Exercise aim
Filter the entries for the string "pass". Copy each line that has it.

Items from a dataset
━━━━━━━━━━━━━━━━━━━━

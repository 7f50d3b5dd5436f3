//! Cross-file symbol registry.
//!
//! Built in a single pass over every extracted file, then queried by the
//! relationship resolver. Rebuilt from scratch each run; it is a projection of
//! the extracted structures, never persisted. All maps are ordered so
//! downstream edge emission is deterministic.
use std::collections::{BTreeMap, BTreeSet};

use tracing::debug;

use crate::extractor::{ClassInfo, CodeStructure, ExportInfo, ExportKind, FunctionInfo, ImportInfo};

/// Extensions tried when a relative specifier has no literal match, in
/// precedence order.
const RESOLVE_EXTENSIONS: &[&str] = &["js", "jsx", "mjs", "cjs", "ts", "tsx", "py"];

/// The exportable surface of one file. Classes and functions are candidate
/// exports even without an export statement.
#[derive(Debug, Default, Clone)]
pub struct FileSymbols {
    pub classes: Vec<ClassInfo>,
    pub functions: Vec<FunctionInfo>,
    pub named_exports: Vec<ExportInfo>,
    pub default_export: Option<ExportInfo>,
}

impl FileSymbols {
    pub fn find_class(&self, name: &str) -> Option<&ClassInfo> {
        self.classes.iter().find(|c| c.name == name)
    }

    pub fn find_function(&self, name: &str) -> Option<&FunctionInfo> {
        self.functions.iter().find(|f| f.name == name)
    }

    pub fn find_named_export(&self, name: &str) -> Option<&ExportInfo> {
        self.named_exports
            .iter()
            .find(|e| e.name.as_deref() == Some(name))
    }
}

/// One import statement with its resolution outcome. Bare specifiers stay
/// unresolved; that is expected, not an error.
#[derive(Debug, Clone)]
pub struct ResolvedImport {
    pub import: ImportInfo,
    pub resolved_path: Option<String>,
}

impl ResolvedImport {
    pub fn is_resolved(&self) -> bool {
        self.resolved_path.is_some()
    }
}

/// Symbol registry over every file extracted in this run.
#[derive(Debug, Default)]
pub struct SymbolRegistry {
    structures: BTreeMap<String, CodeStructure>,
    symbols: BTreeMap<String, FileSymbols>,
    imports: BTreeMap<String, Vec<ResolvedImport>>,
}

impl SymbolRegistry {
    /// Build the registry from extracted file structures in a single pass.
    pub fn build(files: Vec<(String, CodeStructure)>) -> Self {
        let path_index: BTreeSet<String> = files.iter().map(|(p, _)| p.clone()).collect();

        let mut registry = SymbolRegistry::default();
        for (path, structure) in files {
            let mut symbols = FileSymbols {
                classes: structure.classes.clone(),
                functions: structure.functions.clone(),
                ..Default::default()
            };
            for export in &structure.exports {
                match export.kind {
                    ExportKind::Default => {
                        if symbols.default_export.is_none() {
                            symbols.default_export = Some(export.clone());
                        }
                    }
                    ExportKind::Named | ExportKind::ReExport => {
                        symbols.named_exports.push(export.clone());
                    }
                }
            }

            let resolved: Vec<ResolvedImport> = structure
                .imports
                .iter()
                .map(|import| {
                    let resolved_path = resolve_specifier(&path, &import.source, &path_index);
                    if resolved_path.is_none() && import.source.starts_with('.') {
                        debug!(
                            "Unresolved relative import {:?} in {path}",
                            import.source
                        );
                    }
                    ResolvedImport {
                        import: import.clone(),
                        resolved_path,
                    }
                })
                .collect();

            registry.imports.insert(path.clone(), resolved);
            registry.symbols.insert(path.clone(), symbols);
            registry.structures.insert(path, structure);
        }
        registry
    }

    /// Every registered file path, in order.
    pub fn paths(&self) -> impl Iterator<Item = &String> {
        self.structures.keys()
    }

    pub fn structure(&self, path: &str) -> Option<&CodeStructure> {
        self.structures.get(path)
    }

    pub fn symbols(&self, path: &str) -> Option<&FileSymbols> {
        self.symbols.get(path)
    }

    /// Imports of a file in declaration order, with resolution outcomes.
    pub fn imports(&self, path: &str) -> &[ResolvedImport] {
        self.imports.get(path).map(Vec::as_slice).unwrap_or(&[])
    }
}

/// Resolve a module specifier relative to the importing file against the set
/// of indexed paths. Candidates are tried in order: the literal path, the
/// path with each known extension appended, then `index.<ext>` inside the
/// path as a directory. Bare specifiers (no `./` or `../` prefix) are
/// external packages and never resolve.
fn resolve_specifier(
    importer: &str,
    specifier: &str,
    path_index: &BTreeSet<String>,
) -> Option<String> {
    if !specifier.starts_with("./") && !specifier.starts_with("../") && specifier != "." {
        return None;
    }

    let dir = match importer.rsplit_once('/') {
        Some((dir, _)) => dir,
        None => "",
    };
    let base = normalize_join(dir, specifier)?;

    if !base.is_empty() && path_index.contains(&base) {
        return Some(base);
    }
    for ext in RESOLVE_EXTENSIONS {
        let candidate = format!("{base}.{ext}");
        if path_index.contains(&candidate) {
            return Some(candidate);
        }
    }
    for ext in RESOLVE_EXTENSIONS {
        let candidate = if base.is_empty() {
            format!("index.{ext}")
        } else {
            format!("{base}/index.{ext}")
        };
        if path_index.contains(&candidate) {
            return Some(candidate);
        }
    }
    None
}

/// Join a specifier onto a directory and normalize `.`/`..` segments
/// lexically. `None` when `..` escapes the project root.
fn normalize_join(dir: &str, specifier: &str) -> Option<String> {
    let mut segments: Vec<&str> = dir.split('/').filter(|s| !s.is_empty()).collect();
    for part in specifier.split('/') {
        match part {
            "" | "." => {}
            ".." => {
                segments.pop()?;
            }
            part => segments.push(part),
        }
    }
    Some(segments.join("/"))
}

━━━━━━━━━━━━━━━━━━━━

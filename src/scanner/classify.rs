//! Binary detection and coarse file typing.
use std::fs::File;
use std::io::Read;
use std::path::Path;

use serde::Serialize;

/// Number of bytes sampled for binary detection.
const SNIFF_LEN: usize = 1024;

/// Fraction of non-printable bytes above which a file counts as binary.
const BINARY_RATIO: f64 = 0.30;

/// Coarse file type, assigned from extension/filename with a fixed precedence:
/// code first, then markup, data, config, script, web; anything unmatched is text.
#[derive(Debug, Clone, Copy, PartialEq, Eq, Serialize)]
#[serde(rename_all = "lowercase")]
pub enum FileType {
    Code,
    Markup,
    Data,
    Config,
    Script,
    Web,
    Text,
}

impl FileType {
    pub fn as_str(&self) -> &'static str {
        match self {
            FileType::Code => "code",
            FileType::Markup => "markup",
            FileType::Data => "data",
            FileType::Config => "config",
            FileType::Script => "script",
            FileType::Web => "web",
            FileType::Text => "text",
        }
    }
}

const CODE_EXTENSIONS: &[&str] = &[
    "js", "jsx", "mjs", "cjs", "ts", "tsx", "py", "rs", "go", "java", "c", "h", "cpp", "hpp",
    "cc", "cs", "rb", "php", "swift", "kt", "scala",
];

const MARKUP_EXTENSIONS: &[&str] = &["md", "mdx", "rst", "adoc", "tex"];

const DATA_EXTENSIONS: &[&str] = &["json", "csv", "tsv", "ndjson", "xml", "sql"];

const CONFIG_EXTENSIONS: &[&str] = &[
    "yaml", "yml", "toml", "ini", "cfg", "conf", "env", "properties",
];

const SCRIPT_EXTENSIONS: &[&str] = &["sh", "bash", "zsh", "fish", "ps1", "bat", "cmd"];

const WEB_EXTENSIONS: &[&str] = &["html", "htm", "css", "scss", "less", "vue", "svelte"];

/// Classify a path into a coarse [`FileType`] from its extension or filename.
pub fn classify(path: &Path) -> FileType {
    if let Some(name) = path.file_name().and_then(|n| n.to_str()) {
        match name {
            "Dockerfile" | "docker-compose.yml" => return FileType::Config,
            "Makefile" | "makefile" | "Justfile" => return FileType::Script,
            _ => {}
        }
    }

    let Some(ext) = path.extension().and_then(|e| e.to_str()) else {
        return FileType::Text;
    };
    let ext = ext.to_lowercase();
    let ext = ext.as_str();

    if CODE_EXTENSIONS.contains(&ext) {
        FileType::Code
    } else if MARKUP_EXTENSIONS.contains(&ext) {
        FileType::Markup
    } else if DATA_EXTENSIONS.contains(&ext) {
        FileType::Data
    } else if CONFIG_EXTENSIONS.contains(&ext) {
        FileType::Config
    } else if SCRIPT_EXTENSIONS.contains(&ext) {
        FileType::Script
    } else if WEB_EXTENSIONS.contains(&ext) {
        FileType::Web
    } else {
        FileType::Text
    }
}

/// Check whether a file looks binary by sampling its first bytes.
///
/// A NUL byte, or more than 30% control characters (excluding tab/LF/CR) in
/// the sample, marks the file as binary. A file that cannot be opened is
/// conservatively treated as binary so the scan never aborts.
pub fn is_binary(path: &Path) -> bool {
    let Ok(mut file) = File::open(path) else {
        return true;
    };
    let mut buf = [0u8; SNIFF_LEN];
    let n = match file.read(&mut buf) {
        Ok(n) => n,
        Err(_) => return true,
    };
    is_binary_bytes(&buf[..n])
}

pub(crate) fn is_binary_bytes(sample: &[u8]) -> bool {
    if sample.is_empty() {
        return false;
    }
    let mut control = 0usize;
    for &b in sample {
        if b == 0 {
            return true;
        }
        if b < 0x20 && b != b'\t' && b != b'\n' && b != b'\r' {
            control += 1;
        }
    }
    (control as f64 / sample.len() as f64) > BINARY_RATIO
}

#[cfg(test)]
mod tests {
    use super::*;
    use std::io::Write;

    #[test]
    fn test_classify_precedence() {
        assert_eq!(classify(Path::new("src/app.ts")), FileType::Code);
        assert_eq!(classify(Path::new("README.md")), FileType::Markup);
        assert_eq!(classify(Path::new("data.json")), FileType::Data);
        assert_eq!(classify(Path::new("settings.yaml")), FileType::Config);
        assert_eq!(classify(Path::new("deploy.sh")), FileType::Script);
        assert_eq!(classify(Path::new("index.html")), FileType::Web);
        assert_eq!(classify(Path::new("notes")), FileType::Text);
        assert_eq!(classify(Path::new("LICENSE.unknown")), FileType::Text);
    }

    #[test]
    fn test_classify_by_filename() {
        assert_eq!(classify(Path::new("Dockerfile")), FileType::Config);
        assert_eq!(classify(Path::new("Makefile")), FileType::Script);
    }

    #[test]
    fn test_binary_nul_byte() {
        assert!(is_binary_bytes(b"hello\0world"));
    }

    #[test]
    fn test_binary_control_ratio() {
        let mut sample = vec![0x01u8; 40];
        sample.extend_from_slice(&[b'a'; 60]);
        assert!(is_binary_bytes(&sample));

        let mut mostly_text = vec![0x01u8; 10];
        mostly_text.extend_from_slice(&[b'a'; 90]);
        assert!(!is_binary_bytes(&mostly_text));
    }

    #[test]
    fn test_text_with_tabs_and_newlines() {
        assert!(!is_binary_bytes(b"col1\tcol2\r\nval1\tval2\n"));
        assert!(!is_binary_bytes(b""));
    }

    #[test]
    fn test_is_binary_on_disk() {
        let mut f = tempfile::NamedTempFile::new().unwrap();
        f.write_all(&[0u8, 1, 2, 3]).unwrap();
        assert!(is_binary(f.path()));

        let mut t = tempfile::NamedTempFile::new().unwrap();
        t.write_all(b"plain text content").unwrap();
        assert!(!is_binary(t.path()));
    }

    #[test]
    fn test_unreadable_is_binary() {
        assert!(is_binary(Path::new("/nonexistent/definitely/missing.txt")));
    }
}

━━━━━━━━━━━━━━━━━━━━

Exercise answer
//! Built in a single pass over every extracted file, then queried by the
    /// Build the registry from extracted file structures in a single pass.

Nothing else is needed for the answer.